TOWNSHEND -- Facing legal concerns and opposition from gun-rights advocates, the Townshend Selectboard on Monday night voted unanimously to rescind a ban on firearms in town-owned buildings.
The policy had been approved only three weeks ago. But Kit Martin, the board's vice chairman, characterized that vote as a "knee-jerk reaction" that had to be reversed.
"I believe that we, as a board, made a mistake," Martin said.
The move was applauded by Ed Cutler, who wore a black "Gun Owners of Vermont" T-shirt to the Selectboard meeting.
If someone with violent intentions brings a gun to the town office, Cutler argued, "the only thing that's going to stop them is somebody else with a gun."
The firearms policy was approved July 16 and had applied to all town buildings including the office, highway garage, library and fire station. Only "authorized law-enforcement officers" were excluded.
But board Chairwoman Hedy Harris said the town's attorney subsequently advised the board that the ban could not stand.
"It seems clear that the only exceptions to the constitutional right to bear arms are schools and courthouses, and we are neither one of those," Harris said prior to Monday's vote.
The board handled the matter as its first order of business Monday. The five votes to rescind the gun policy included Selectman David Dezendorf, who was not present at the July meeting when the board enacted the ban.
"We've received quite
The issue also spurred letters to the Reformer, with one writer saying the ban "steps all over state law, not to mention that it was crafted without any legal references."
And it brought Cutler, a Westminster resident and legislative director for the gun-ownership group, to Townshend on Monday. The board already had rescinded the policy when he arrived, but Cutler nonetheless took the opportunity to tell the board that other Vermont towns have been forced to revoke such bans.
"We don't change the motor-vehicle laws from town to town," Cutler said. "We also should not change the firearms laws from town to town." Cutler also argued that widespread gun ownership "prevents violence just because of the fact that you do not know who is armed."
And he invoked the July 20 shooting that left 12 dead and 58 injured at a movie theater in Aurora, Colo., contending there would have been less bloodshed if even one moviegoer had been carrying a gun.
"Those people were helpless," Cutler said. "There was nothing they could do."
Townshend officials have said they were trying to be proactive in approving the gun policy, adding that there had been no gun incidents at the town office.
But on Monday, Martin said there had been a few residents who felt "intimidated by firearms in the building."

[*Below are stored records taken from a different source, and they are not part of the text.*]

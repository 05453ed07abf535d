use async_trait::async_trait;
use chrono::{DateTime, Duration, Utc};
use log::{debug, info, warn};
use quick_xml::de::from_str;
use reqwest::Client;
use serde::Deserialize;

use super::client::{ClientConfig, SourceAdapter, TopicQuery};
use super::http_client::{build_client, get_text, with_params};
use super::parallel::merge_records;
use super::types::{PublishedAt, RetrievalOutcome, SourceRecord};
use super::SourceKind;
use crate::error::{PolsigError, Result};
use crate::extract::strip_tags;

const SEARCH_SOURCE_NAME: &str = "Googleニュース";
const TOP_STORIES_LIMIT: usize = 10;
const PER_FEED_HEADLINES: usize = 3;

/// A named RSS feed
#[derive(Debug, Clone, PartialEq, Eq)]
pub struct FeedSource {
    pub name: String,
    pub url: String,
}

impl FeedSource {
    pub fn new(name: impl Into<String>, url: impl Into<String>) -> Self {
        Self {
            name: name.into(),
            url: url.into(),
        }
    }
}

/// Feed locations; overridable so tests can point at a local server
#[derive(Debug, Clone)]
pub struct NewsEndpoints {
    /// Keyword search feed; `None` disables it
    pub search_url: Option<String>,
    pub top_stories_url: Option<String>,
    pub feeds: Vec<FeedSource>,
}

impl Default for NewsEndpoints {
    fn default() -> Self {
        Self {
            search_url: Some("https://news.google.com/rss/search".to_string()),
            top_stories_url: Some("https://news.google.com/rss?hl=ja&gl=JP&ceid=JP:ja".to_string()),
            feeds: vec![
                FeedSource::new("NHK政治マガジン", "https://www.nhk.or.jp/rss/news/cat5.xml"),
                FeedSource::new("日経新聞(政治)", "https://www.nikkei.com/rss/politics/index.xml"),
                FeedSource::new("読売新聞(政治)", "https://www.yomiuri.co.jp/rss/politics/index.xml"),
                FeedSource::new("産経新聞(政治)", "https://www.sankei.com/rss/news/politics.xml"),
                FeedSource::new("毎日新聞(政治)", "https://mainichi.jp/rss/etc/politics.xml"),
                FeedSource::new("朝日新聞(政治)", "https://www.asahi.com/rss/politics/index.xml"),
            ],
        }
    }
}

// RSS 2.0 keeps items under <channel>; RSS 1.0 (RDF) puts them at the root.
#[derive(Debug, Deserialize)]
struct Feed {
    channel: Option<Channel>,
    #[serde(rename = "item", default)]
    items: Vec<RawItem>,
}

#[derive(Debug, Deserialize)]
struct Channel {
    #[serde(rename = "item", default)]
    items: Vec<RawItem>,
}

#[derive(Debug, Deserialize)]
struct RawItem {
    title: Option<String>,
    link: Option<String>,
    #[serde(rename = "pubDate")]
    pub_date: Option<String>,
    #[serde(rename = "dc:date", alias = "date")]
    dc_date: Option<String>,
    description: Option<String>,
    source: Option<RawSource>,
}

#[derive(Debug, Deserialize)]
struct RawSource {
    #[serde(rename = "$text", default)]
    name: String,
}

/// One parsed feed entry
#[derive(Debug, Clone, PartialEq)]
pub struct FeedItem {
    pub title: String,
    pub link: Option<String>,
    pub summary: String,
    pub published: PublishedAt,
    /// `<source>` of aggregated feeds
    pub publisher: Option<String>,
}

fn scrub_html_entities_for_xml(s: &str) -> String {
    s.replace("&nbsp;", " ")
        .replace("&ndash;", "-")
        .replace("&mdash;", "-")
        .replace("&hellip;", "...")
}

/// Parse an RSS 2.0 or RSS 1.0 document
pub fn parse_feed(xml: &str) -> Result<Vec<FeedItem>> {
    let cleaned = scrub_html_entities_for_xml(xml);
    let feed: Feed =
        from_str(&cleaned).map_err(|e| PolsigError::Parse(format!("Failed to parse feed: {}", e)))?;

    let raw_items = match feed.channel {
        Some(channel) if !channel.items.is_empty() => channel.items,
        _ => feed.items,
    };

    Ok(raw_items
        .into_iter()
        .map(|item| FeedItem {
            title: item.title.map(|t| t.trim().to_string()).unwrap_or_default(),
            link: item.link.map(|l| l.trim().to_string()),
            summary: item.description.as_deref().map(strip_tags).unwrap_or_default(),
            published: PublishedAt::from_optional(
                item.pub_date.as_deref().or(item.dc_date.as_deref()),
            ),
            publisher: item
                .source
                .map(|s| s.name.trim().to_string())
                .filter(|s| !s.is_empty()),
        })
        .collect())
}

/// Drop items dated before `now - (days + 1)`; undated items stay
pub fn filter_window(items: Vec<FeedItem>, now: DateTime<Utc>, days: u32) -> Vec<FeedItem> {
    let cutoff = now - Duration::days(i64::from(days) + 1);
    items
        .into_iter()
        .filter(|item| match item.published.datetime() {
            Some(dt) => dt.with_timezone(&Utc) >= cutoff,
            None => true,
        })
        .collect()
}

fn parse_feed_url(raw: &str) -> Result<reqwest::Url> {
    reqwest::Url::parse(raw)
        .map_err(|e| PolsigError::Parse(format!("Invalid feed URL {}: {}", raw, e)))
}

fn matches_keyword(item: &FeedItem, keyword: &str) -> bool {
    let needle = keyword.to_lowercase();
    format!("{}{}", item.title, item.summary)
        .to_lowercase()
        .contains(&needle)
}

fn into_record(item: FeedItem, source_name: String) -> SourceRecord {
    SourceRecord::new(source_name, item.title, item.summary, item.link, item.published)
}

/// Reader for the search feed and the configured media feeds
#[derive(Clone)]
pub struct NewsClient {
    config: ClientConfig,
    http_client: Client,
    endpoints: NewsEndpoints,
}

impl NewsClient {
    pub fn new(config: ClientConfig) -> Result<Self> {
        Self::with_endpoints(config, NewsEndpoints::default())
    }

    pub fn with_endpoints(config: ClientConfig, endpoints: NewsEndpoints) -> Result<Self> {
        let http_client = build_client(&config)?;
        Ok(Self {
            config,
            http_client,
            endpoints,
        })
    }

    async fn fetch_feed(&self, url: &str) -> Result<Vec<FeedItem>> {
        let url = parse_feed_url(url)?;
        let body = get_text(&self.http_client, &self.config, &url).await?;
        parse_feed(&body)
    }

    async fn search_feed(&self, base: &str, keyword: &str) -> Result<Vec<FeedItem>> {
        let url = parse_feed_url(base)?;
        let query = keyword.replace(',', " ");
        let url = with_params(
            url,
            &[("q", query.as_str()), ("hl", "ja"), ("gl", "JP"), ("ceid", "JP:ja")],
        );
        debug!("Searching news feed for {}", query);
        let body = get_text(&self.http_client, &self.config, &url).await?;
        parse_feed(&body)
    }

    /// Recent items mentioning `keyword`, newest first.
    ///
    /// Feeds fail independently; their errors are joined into the outcome.
    pub async fn fetch_news(&self, keyword: &str, days: u32) -> RetrievalOutcome<SourceRecord> {
        let now = Utc::now();
        let mut records = Vec::new();
        let mut errors = Vec::new();

        if let (Some(search_url), false) = (&self.endpoints.search_url, keyword.trim().is_empty()) {
            match self.search_feed(search_url, keyword).await {
                Ok(items) => {
                    for item in filter_window(items, now, days) {
                        let source = match &item.publisher {
                            Some(publisher) => format!("{} ({})", SEARCH_SOURCE_NAME, publisher),
                            None => SEARCH_SOURCE_NAME.to_string(),
                        };
                        records.push(into_record(item, source));
                    }
                }
                Err(e) => {
                    warn!("News search feed failed: {}", e);
                    errors.push(format!("{}: {}", SEARCH_SOURCE_NAME, e));
                }
            }
        }

        for feed in &self.endpoints.feeds {
            match self.fetch_feed(&feed.url).await {
                Ok(items) => {
                    let before = records.len();
                    records.extend(
                        filter_window(items, now, days)
                            .into_iter()
                            .filter(|item| matches_keyword(item, keyword))
                            .map(|item| into_record(item, feed.name.clone())),
                    );
                    debug!("{}: {} matching items", feed.name, records.len() - before);
                }
                Err(e) => {
                    warn!("Feed {} failed: {}", feed.name, e);
                    errors.push(format!("{}: {}", feed.name, e));
                }
            }
        }

        let records = merge_records(records);
        info!("News: {} items for {}", records.len(), keyword);
        RetrievalOutcome::partial(records, errors)
    }

    /// Top stories plus the first few titles of every media feed.
    /// Errors only when every feed failed.
    pub async fn get_trending_headlines(&self) -> Result<Vec<String>> {
        let mut headlines = Vec::new();
        let mut errors = Vec::new();
        let mut attempted = 0;

        if let Some(url) = &self.endpoints.top_stories_url {
            attempted += 1;
            match self.fetch_feed(url).await {
                Ok(items) => headlines.extend(
                    items
                        .into_iter()
                        .take(TOP_STORIES_LIMIT)
                        .map(|i| i.title)
                        .filter(|t| !t.is_empty()),
                ),
                Err(e) => errors.push(format!("top stories: {}", e)),
            }
        }

        for feed in &self.endpoints.feeds {
            attempted += 1;
            match self.fetch_feed(&feed.url).await {
                Ok(items) => headlines.extend(
                    items
                        .into_iter()
                        .take(PER_FEED_HEADLINES)
                        .map(|i| i.title)
                        .filter(|t| !t.is_empty()),
                ),
                Err(e) => errors.push(format!("{}: {}", feed.name, e)),
            }
        }

        if attempted > 0 && errors.len() == attempted {
            return Err(PolsigError::Other(errors.join("; ")));
        }
        for e in &errors {
            warn!("Headline feed failed: {}", e);
        }
        Ok(headlines)
    }
}

#[async_trait]
impl SourceAdapter for NewsClient {
    async fn retrieve(&self, query: &TopicQuery) -> Result<RetrievalOutcome<SourceRecord>> {
        let keyword = query.keywords.first().cloned().unwrap_or_default();
        Ok(self.fetch_news(&keyword, query.days).await)
    }

    fn kind(&self) -> SourceKind {
        SourceKind::News
    }
}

Joe Novick, Townshend's first constable, said the ban left him unclear about whether he was allowed to carry a weapon into the office. While stopping short of saying he thought the policy had been directed at him, Novick acknowledged that he had worn a gun to meetings with the Selectboard.
"I was on duty," he said.
Novick said no one had told him there was a problem with that. Likewise, he said he had not spoken with any Selectboard member since the July 16 gun-ban vote.
"I don't think enough research was put into it before it was passed," Novick said. "I think they learned a valuable lesson."
But he also said he would not have directly challenged the ban. Novick did not bring a gun to Monday's meeting.
"I would have respected what they asked, as I did tonight," he said. "The last thing I want is to make people uncomfortable."